GIVEN DATA: Begin
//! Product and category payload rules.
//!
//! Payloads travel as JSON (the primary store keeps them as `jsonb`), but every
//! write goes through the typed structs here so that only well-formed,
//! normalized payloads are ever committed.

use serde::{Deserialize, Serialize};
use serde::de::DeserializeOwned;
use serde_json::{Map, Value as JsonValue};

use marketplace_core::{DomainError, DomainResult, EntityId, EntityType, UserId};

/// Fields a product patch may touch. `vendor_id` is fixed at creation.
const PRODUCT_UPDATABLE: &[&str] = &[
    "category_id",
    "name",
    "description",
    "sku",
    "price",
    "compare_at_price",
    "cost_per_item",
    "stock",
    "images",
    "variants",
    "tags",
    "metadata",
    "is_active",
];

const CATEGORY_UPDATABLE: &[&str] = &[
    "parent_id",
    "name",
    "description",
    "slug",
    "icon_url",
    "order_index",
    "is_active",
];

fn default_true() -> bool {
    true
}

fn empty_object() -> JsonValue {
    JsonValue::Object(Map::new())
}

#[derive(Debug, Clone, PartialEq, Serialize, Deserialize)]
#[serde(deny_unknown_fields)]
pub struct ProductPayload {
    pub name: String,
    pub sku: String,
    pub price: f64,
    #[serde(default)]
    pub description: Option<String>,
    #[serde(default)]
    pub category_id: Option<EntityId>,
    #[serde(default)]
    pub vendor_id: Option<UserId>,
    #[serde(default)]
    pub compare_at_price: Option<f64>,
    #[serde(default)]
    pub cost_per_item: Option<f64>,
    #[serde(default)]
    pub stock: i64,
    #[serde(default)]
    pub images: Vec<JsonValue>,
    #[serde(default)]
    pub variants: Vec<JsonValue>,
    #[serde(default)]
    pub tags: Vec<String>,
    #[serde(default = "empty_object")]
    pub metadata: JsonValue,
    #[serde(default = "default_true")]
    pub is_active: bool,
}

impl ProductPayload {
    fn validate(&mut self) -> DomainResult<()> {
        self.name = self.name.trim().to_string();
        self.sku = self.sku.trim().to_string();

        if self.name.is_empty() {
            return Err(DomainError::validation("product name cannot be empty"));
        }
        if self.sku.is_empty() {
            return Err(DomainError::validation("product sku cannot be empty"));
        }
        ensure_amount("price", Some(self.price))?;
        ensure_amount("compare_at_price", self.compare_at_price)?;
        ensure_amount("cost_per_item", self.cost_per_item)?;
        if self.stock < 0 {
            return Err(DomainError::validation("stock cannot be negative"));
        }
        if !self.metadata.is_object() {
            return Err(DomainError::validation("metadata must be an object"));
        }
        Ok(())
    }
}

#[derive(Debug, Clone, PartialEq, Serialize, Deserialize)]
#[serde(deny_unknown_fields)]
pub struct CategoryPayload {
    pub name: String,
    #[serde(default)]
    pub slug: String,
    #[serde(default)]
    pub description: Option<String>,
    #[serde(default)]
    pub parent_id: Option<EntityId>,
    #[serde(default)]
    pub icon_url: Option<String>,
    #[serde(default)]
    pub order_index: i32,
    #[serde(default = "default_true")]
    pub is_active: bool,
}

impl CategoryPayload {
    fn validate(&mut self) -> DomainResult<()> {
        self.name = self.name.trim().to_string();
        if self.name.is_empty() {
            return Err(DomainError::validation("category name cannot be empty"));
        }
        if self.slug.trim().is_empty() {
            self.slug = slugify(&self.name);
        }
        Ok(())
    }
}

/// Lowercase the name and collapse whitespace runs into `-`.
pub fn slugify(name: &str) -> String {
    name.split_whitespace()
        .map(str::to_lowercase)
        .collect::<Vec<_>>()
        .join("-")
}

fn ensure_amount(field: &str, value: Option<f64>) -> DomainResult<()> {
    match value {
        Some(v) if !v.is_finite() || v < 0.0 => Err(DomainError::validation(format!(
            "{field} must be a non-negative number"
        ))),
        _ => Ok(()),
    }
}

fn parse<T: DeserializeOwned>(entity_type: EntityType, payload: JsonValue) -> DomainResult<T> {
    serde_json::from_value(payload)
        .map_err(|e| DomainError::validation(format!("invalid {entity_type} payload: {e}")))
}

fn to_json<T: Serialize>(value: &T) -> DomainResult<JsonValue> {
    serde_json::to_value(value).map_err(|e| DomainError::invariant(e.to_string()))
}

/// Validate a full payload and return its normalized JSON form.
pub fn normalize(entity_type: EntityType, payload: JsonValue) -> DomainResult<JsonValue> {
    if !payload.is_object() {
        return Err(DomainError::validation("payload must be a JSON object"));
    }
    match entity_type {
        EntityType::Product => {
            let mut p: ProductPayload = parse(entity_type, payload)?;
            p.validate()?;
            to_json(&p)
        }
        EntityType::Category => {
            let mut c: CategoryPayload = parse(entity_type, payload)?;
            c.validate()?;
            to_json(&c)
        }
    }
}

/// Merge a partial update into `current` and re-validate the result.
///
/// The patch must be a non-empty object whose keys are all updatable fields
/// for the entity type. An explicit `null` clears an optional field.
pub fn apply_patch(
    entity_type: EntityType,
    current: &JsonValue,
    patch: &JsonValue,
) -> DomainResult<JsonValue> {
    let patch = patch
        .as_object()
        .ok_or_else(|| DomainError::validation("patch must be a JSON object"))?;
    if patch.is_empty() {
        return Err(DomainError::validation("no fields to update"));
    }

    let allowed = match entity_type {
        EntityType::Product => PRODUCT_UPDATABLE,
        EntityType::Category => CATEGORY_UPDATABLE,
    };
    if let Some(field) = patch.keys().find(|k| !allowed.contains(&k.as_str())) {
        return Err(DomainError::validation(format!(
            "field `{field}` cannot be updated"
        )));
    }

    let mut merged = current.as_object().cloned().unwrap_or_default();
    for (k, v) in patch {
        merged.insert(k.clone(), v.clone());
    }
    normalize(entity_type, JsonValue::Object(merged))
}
GIVEN DATA: End
GIVEN DATA: Begin
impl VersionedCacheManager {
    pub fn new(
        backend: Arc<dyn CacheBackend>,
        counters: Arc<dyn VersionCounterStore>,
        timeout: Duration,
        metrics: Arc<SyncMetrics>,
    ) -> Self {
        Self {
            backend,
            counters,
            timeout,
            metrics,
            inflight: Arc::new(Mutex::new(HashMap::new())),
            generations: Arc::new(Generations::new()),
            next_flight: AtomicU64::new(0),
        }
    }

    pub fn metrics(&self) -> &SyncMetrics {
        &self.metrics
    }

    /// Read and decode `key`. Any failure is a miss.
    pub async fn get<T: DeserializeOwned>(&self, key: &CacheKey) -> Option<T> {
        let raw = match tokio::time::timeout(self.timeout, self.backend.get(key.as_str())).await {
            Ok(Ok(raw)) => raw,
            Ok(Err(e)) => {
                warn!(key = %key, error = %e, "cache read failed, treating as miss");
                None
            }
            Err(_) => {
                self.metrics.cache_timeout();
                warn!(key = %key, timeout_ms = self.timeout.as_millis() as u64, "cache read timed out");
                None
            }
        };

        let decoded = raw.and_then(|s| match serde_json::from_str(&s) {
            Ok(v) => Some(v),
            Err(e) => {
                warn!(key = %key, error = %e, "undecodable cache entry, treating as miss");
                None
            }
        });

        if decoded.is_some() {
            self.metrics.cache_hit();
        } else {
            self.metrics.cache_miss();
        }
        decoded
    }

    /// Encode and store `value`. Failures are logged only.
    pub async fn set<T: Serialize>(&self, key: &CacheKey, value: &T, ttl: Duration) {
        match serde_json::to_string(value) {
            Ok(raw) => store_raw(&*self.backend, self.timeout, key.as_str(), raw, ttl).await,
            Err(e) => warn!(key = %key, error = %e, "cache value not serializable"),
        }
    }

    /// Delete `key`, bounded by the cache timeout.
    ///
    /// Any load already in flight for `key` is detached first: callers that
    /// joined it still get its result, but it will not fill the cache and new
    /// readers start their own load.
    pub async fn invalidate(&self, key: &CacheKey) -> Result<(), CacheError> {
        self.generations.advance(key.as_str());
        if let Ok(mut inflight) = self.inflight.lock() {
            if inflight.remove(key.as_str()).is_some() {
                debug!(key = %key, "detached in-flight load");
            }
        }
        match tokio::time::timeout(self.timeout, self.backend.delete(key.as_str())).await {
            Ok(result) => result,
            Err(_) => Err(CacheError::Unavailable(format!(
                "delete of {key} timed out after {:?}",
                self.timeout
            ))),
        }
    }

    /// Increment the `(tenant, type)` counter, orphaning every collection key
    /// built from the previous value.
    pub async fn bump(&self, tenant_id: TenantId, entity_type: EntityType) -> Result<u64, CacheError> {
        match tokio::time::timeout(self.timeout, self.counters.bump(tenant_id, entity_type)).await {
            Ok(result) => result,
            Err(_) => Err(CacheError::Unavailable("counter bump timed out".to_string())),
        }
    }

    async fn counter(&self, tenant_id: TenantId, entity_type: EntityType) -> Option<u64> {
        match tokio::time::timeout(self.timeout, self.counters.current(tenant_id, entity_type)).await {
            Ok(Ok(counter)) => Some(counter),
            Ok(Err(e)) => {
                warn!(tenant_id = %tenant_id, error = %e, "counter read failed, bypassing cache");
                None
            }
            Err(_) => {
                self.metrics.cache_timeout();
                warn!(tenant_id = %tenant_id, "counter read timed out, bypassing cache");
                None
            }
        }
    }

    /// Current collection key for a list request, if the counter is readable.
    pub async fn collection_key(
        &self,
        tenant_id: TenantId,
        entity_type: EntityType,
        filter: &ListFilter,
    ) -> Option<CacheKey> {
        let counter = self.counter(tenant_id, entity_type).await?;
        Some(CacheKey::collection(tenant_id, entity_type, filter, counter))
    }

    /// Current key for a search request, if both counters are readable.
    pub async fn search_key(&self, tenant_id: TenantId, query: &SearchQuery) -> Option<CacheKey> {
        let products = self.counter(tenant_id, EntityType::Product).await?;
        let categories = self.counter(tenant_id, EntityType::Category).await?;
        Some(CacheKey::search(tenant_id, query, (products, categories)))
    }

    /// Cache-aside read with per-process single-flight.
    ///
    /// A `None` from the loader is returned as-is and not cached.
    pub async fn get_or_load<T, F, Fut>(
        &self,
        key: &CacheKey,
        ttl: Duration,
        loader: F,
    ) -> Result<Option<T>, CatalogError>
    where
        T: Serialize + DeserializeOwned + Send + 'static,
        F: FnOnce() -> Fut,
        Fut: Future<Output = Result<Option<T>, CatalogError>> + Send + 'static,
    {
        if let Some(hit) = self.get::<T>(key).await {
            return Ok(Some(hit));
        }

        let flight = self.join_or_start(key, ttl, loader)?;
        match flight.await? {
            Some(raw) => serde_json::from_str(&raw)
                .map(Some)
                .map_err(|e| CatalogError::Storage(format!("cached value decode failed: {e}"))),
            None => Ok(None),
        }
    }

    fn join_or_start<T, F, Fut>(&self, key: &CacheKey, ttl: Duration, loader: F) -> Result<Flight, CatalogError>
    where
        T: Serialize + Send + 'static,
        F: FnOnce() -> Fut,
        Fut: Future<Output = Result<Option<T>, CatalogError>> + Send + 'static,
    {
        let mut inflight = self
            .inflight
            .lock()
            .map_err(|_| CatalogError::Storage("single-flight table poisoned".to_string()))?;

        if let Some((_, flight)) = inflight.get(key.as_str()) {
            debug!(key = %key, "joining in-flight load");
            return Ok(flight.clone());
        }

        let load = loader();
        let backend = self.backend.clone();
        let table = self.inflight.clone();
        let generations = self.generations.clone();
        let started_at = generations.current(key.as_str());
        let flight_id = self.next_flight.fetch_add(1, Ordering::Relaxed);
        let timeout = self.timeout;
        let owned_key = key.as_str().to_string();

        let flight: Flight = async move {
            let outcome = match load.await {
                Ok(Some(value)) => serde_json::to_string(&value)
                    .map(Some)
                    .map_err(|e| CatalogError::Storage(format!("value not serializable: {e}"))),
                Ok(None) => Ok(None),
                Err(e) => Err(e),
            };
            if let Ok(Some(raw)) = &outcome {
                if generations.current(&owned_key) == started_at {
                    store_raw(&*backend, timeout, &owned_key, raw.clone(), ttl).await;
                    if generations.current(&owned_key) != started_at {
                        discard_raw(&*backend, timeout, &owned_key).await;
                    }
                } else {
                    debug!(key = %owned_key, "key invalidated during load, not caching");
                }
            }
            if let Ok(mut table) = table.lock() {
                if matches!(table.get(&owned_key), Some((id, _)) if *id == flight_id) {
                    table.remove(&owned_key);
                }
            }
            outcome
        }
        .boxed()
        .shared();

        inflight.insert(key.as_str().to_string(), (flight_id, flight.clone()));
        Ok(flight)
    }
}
GIVEN DATA: End
WORK ORDER: Above are the records. Identify each line that contains the word "format".

EXERCISE RESPONSE:
        Some(v) if !v.is_finite() || v < 0.0 => Err(DomainError::validation(format!(
        .map_err(|e| DomainError::validation(format!("invalid {entity_type} payload: {e}")))
        return Err(DomainError::validation(format!(
            Err(_) => Err(CacheError::Unavailable(format!(
                .map_err(|e| CatalogError::Storage(format!("cached value decode failed: {e}"))),
                    .map_err(|e| CatalogError::Storage(format!("value not serializable: {e}"))),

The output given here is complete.